** TASK INSTRUCTIONS **
Within the lines below, find those that hold the string "AccountStatus" and copy each one.
<<<<
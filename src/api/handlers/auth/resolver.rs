//! Request identity resolution.
//!
//! Two credential formats arrive on the same `Authorization: Bearer` header:
//! our own signed tokens and the external identity provider's tokens. The
//! resolver runs an ordered verifier chain; each verifier answers
//! `Matched`, `NotApplicable`, or `Failed`, and the chain stops at the
//! first match. Only when every verifier declines does the caller get a
//! generic 401, so a probe can never learn which path was attempted.
//!
//! A matched self-issued token is never trusted for role/status: the profile
//! is re-loaded by id so authorization decisions always see current state.

use axum::http::{header::AUTHORIZATION, HeaderMap};
use tracing::error;

use crate::auth::error::AuthError;
use crate::auth::provider::ProviderVerdict;
use crate::auth::state::AuthState;
use crate::auth::token::TokenService;
use crate::store::{
    normalize_email, AccountStatus, CreateOutcome, NewProfile, Profile, Role,
};

/// Caller identity attached to a request after resolution.
#[derive(Clone, Debug)]
pub struct Principal {
    pub profile: Profile,
    /// Config-level allow-list membership, distinct from the stored role.
    pub super_admin: bool,
}

impl Principal {
    /// Gate: role must be admin.
    ///
    /// # Errors
    /// `AuthError::Forbidden` otherwise.
    pub fn require_admin(&self) -> Result<(), AuthError> {
        if self.profile.role == Role::Admin {
            Ok(())
        } else {
            Err(AuthError::Forbidden("Admin access required"))
        }
    }

    /// Gate: account status must be approved.
    ///
    /// # Errors
    /// `AuthError::Forbidden` otherwise.
    pub fn require_approved(&self) -> Result<(), AuthError> {
        if self.profile.status == AccountStatus::Approved {
            Ok(())
        } else {
            Err(AuthError::Forbidden("Approved account required"))
        }
    }

    /// Gate: email must be on the configured super-admin allow-list.
    ///
    /// # Errors
    /// `AuthError::Forbidden` otherwise.
    pub fn require_super_admin(&self) -> Result<(), AuthError> {
        if self.super_admin {
            Ok(())
        } else {
            Err(AuthError::Forbidden("Super admin access required"))
        }
    }
}

enum VerifierOutcome {
    Matched(Profile),
    NotApplicable,
    Failed,
}

/// Resolve the caller behind an `Authorization: Bearer` header.
///
/// # Errors
/// `AuthError::Unauthorized` (uniform message) when no verifier matches.
pub async fn resolve(headers: &HeaderMap, state: &AuthState) -> Result<Principal, AuthError> {
    let Some(token) = extract_bearer_token(headers) else {
        return Err(AuthError::Unauthorized);
    };

    // Ordered chain, first match wins; later verifiers only run when the
    // earlier ones decline.
    if let VerifierOutcome::Matched(profile) = verify_self_issued(&token, state).await? {
        return Ok(principal_for(profile, state));
    }
    if let VerifierOutcome::Matched(profile) = verify_provider(&token, state).await? {
        return Ok(principal_for(profile, state));
    }

    Err(AuthError::Unauthorized)
}

fn principal_for(profile: Profile, state: &AuthState) -> Principal {
    let super_admin = state.config().is_super_admin(&profile.email);
    Principal {
        profile,
        super_admin,
    }
}

/// Self-issued path: verify signature/expiry, then re-load the profile so
/// role/status are current at request time rather than echoed from the
/// token.
async fn verify_self_issued(
    token: &str,
    state: &AuthState,
) -> Result<VerifierOutcome, AuthError> {
    if !TokenService::looks_self_issued(token) {
        return Ok(VerifierOutcome::NotApplicable);
    }
    let Ok(claims) = state.tokens().verify(token) else {
        return Ok(VerifierOutcome::Failed);
    };
    match state.store().find_by_id(claims.sub).await {
        Ok(Some(profile)) => Ok(VerifierOutcome::Matched(profile)),
        Ok(None) => Ok(VerifierOutcome::Failed),
        Err(err) => Err(AuthError::Internal(err)),
    }
}

/// Provider fallback: ask the identity provider, then resolve-or-create the
/// local profile for that external identity. A provider outage is logged
/// and treated as a failed verification, never as a panic or a 500.
async fn verify_provider(token: &str, state: &AuthState) -> Result<VerifierOutcome, AuthError> {
    let verdict = match state.provider().validate_token(token).await {
        Ok(verdict) => verdict,
        Err(err) => {
            error!("identity provider unavailable: {err:#}");
            return Ok(VerifierOutcome::Failed);
        }
    };
    let identity = match verdict {
        ProviderVerdict::Valid(identity) => identity,
        ProviderVerdict::Rejected => return Ok(VerifierOutcome::Failed),
    };

    let email = normalize_email(&identity.email);
    if let Some(profile) = state
        .store()
        .find_by_email(&email)
        .await
        .map_err(AuthError::Internal)?
    {
        return Ok(VerifierOutcome::Matched(profile));
    }

    // First sight of this external identity: auto-provision a pending user.
    let new = NewProfile::provisioned(email.clone(), identity.full_name);
    match state.store().create(new).await.map_err(AuthError::Internal)? {
        CreateOutcome::Created(profile) => Ok(VerifierOutcome::Matched(profile)),
        // Lost a provisioning race; the other writer's record wins.
        CreateOutcome::Conflict => match state
            .store()
            .find_by_email(&email)
            .await
            .map_err(AuthError::Internal)?
        {
            Some(profile) => Ok(VerifierOutcome::Matched(profile)),
            None => Ok(VerifierOutcome::Failed),
        },
    }
}

fn extract_bearer_token(headers: &HeaderMap) -> Option<String> {
    let value = headers.get(AUTHORIZATION)?.to_str().ok()?;
    let trimmed = value.trim();
    let token = trimmed
        .strip_prefix("Bearer ")
        .or_else(|| trimmed.strip_prefix("bearer "))?
        .trim();
    if token.is_empty() {
        None
    } else {
        Some(token.to_string())
    }
}

#[cfg(test)]
mod tests {
    use super::super::testing;
    use super::*;
    use axum::http::HeaderValue;
    use crate::store::{CredentialStore, ProfileUpdate};

    fn bearer(token: &str) -> HeaderMap {
        let mut headers = HeaderMap::new();
        headers.insert(
            AUTHORIZATION,
            HeaderValue::from_str(&format!("Bearer {token}")).unwrap(),
        );
        headers
    }

    #[tokio::test]
    async fn self_issued_token_resolves_with_fresh_role_and_status() {
        let ctx = testing::TestContext::new();
        let profile = ctx
            .seed("officer@parkwise.app", Role::User, AccountStatus::Approved)
            .await;
        let token = ctx.state.tokens().issue(&profile).unwrap();

        // Promote after issuance; the resolver must see the new role.
        ctx.store
            .update(
                profile.id,
                ProfileUpdate {
                    role: Some(Role::Admin),
                    ..ProfileUpdate::default()
                },
            )
            .await
            .unwrap();

        let principal = resolve(&bearer(&token), &ctx.state).await.unwrap();
        assert_eq!(principal.profile.id, profile.id);
        assert_eq!(principal.profile.role, Role::Admin);
    }

    #[tokio::test]
    async fn expired_token_is_unauthorized() {
        let ctx = testing::TestContext::with_token_ttl(-60);
        let profile = ctx
            .seed("officer@parkwise.app", Role::User, AccountStatus::Approved)
            .await;
        let token = ctx.state.tokens().issue(&profile).unwrap();

        let err = resolve(&bearer(&token), &ctx.state).await.unwrap_err();
        assert!(matches!(err, AuthError::Unauthorized));
    }

    #[tokio::test]
    async fn deleted_profile_behind_valid_token_is_unauthorized() {
        let ctx = testing::TestContext::new();
        let profile = ctx
            .seed("officer@parkwise.app", Role::User, AccountStatus::Approved)
            .await;
        let token = ctx.state.tokens().issue(&profile).unwrap();
        ctx.store.delete(profile.id).await.unwrap();

        let err = resolve(&bearer(&token), &ctx.state).await.unwrap_err();
        assert!(matches!(err, AuthError::Unauthorized));
    }

    #[tokio::test]
    async fn provider_token_provisions_pending_profile() {
        let ctx = testing::TestContext::new().with_provider_identity(
            "sb-provider-token",
            "New.Person@Example.com",
            Some("New Person"),
        );

        let principal = resolve(&bearer("sb-provider-token"), &ctx.state)
            .await
            .unwrap();
        assert_eq!(principal.profile.email, "new.person@example.com");
        assert_eq!(principal.profile.full_name, "New Person");
        assert_eq!(principal.profile.role, Role::User);
        assert_eq!(principal.profile.status, AccountStatus::Pending);

        // Second resolution reuses the provisioned record.
        let again = resolve(&bearer("sb-provider-token"), &ctx.state)
            .await
            .unwrap();
        assert_eq!(again.profile.id, principal.profile.id);
    }

    #[tokio::test]
    async fn unknown_tokens_and_missing_headers_are_uniform_401() {
        let ctx = testing::TestContext::new();

        let err = resolve(&bearer("sb-unknown-token"), &ctx.state)
            .await
            .unwrap_err();
        assert_eq!(err.to_string(), "Unauthorized");

        let err = resolve(&HeaderMap::new(), &ctx.state).await.unwrap_err();
        assert_eq!(err.to_string(), "Unauthorized");

        let mut headers = HeaderMap::new();
        headers.insert(AUTHORIZATION, HeaderValue::from_static("Basic dXNlcg=="));
        let err = resolve(&headers, &ctx.state).await.unwrap_err();
        assert_eq!(err.to_string(), "Unauthorized");
    }

    #[tokio::test]
    async fn provider_outage_is_unauthorized_not_500() {
        let ctx = testing::TestContext::new().with_failing_provider();
        let err = resolve(&bearer("sb-any-token"), &ctx.state)
            .await
            .unwrap_err();
        assert!(matches!(err, AuthError::Unauthorized));
    }

    #[tokio::test]
    async fn gates_enforce_role_status_and_allow_list() {
        let ctx = testing::TestContext::with_super_admins("root@parkwise.app");
        let user = ctx
            .seed("officer@parkwise.app", Role::User, AccountStatus::Pending)
            .await;
        let token = ctx.state.tokens().issue(&user).unwrap();
        let principal = resolve(&bearer(&token), &ctx.state).await.unwrap();

        assert!(principal.require_admin().is_err());
        assert!(principal.require_approved().is_err());
        assert!(principal.require_super_admin().is_err());

        let root = ctx
            .seed("root@parkwise.app", Role::Admin, AccountStatus::Approved)
            .await;
        let token = ctx.state.tokens().issue(&root).unwrap();
        let principal = resolve(&bearer(&token), &ctx.state).await.unwrap();
        assert!(principal.require_admin().is_ok());
        assert!(principal.require_approved().is_ok());
        assert!(principal.require_super_admin().is_ok());
    }
}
>>>>
** OUTPUT FOR THIS EXERCISE **
    normalize_email, AccountStatus, CreateOutcome, NewProfile, Profile, Role,
        if self.profile.status == AccountStatus::Approved {
            .seed("officer@parkwise.app", Role::User, AccountStatus::Approved)
            .seed("officer@parkwise.app", Role::User, AccountStatus::Approved)
            .seed("officer@parkwise.app", Role::User, AccountStatus::Approved)
        assert_eq!(principal.profile.status, AccountStatus::Pending);
            .seed("officer@parkwise.app", Role::User, AccountStatus::Pending)
            .seed("root@parkwise.app", Role::Admin, AccountStatus::Approved)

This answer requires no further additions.